Retype, word for word, every line from the one holding "an empty registry." through the one holding "registry.register(Box::new(info::ConnectionInfoMarshaller));" in the entries below, both included, and only those lines.

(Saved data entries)
────────
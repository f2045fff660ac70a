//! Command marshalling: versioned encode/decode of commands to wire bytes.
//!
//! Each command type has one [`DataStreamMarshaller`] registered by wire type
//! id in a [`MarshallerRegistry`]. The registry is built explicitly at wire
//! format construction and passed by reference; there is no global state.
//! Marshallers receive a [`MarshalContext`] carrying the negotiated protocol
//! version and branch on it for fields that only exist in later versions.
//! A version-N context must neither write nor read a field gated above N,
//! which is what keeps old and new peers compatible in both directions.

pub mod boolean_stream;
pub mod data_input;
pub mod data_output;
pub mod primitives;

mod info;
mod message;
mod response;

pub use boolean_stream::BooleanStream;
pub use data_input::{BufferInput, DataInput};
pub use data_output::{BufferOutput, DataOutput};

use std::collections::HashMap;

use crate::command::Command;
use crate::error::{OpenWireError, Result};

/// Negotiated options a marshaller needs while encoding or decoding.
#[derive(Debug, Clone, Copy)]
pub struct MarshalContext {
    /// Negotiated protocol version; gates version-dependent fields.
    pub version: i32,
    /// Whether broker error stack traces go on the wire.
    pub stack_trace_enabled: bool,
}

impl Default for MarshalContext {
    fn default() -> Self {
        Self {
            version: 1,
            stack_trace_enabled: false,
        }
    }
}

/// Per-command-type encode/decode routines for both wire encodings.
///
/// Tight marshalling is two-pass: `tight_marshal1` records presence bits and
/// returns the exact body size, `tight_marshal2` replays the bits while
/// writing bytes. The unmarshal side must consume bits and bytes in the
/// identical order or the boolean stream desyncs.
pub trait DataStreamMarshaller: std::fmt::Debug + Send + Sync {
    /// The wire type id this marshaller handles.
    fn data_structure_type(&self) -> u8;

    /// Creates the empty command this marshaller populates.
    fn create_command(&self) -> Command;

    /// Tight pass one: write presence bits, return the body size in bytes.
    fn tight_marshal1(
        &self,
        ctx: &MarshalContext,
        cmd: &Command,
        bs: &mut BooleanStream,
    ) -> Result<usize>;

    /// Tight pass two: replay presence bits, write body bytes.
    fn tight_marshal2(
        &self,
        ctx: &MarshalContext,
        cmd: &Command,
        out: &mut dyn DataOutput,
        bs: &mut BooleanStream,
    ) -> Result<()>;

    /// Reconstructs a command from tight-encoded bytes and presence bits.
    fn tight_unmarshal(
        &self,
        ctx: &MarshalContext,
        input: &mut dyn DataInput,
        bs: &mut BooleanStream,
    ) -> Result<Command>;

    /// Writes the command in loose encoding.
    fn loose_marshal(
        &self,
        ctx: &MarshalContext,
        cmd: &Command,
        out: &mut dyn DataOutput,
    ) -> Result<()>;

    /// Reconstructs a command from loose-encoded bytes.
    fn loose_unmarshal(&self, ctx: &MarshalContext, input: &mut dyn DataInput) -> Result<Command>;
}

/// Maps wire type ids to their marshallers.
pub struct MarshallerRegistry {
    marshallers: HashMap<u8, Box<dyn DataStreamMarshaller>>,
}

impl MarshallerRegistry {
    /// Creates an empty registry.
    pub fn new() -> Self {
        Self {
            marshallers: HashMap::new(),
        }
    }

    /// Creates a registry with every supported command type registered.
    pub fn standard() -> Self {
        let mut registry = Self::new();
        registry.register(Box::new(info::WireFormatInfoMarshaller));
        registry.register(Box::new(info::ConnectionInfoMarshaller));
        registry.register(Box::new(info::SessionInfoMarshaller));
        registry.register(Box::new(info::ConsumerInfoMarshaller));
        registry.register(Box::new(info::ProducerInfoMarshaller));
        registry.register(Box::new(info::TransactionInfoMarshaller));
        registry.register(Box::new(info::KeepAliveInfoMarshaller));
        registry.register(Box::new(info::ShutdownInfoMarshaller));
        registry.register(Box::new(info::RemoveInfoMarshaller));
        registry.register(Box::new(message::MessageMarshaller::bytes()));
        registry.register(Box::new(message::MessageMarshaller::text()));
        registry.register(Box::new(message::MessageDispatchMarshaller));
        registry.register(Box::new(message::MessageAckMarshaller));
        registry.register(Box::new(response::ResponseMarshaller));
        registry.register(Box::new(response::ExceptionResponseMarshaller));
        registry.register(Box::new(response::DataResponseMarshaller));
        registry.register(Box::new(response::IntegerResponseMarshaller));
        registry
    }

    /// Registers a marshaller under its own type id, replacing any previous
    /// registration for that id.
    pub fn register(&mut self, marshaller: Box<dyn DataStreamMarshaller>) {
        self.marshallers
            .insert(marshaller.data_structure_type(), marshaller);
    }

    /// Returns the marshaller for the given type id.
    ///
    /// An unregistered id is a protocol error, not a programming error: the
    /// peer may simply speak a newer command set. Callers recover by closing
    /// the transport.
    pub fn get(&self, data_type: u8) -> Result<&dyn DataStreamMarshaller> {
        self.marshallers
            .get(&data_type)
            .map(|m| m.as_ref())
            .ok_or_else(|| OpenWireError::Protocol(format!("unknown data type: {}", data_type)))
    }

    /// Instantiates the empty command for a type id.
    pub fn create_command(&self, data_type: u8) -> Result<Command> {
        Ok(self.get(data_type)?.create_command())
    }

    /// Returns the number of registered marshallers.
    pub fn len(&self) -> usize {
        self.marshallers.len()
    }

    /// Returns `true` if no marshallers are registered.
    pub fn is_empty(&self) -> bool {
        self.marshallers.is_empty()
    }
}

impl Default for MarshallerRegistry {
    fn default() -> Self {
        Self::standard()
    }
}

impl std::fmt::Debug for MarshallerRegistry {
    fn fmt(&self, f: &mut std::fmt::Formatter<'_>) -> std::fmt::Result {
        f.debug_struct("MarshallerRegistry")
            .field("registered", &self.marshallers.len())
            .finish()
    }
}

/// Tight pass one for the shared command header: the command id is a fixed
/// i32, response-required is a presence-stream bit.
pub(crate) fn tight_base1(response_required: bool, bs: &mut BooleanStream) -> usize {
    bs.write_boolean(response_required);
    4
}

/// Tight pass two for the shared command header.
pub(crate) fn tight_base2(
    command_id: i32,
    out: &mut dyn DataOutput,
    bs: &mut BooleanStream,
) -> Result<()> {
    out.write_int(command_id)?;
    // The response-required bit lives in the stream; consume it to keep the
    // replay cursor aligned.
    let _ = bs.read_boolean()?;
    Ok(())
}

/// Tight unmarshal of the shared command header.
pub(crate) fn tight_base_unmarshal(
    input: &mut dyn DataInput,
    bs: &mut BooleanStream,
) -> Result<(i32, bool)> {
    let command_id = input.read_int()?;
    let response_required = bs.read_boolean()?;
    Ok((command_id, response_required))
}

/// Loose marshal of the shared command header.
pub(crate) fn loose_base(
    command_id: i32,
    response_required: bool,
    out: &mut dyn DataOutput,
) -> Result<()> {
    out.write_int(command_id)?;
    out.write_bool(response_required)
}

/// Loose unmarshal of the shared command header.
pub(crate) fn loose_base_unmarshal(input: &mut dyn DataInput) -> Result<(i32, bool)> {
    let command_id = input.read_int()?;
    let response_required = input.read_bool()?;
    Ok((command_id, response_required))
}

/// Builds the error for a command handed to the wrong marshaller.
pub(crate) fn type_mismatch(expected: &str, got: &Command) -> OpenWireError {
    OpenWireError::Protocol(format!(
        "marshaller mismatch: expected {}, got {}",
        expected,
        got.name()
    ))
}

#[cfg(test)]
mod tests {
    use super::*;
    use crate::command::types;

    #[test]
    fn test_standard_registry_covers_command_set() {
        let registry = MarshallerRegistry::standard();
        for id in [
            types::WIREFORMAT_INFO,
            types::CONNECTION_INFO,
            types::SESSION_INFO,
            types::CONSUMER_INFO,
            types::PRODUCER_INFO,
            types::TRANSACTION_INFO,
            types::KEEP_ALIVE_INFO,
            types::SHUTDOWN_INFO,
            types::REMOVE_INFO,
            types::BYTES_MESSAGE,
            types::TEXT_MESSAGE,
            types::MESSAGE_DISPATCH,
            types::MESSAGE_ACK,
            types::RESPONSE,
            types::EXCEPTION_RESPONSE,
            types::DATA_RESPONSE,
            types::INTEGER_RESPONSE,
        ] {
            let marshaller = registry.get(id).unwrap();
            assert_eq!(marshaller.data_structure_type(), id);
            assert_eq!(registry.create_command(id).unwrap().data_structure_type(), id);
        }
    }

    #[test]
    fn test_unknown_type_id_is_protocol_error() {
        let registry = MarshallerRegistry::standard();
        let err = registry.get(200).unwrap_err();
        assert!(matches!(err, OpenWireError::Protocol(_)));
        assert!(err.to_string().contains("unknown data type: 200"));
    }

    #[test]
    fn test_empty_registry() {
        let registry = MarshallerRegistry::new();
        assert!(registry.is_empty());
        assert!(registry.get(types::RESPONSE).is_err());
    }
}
────────
> Result
    /// Creates an empty registry.
    pub fn new() -> Self {
        Self {
            marshallers: HashMap::new(),
        }
    }

    /// Creates a registry with every supported command type registered.
    pub fn standard() -> Self {
        let mut registry = Self::new();
        registry.register(Box::new(info::WireFormatInfoMarshaller));
        registry.register(Box::new(info::ConnectionInfoMarshaller));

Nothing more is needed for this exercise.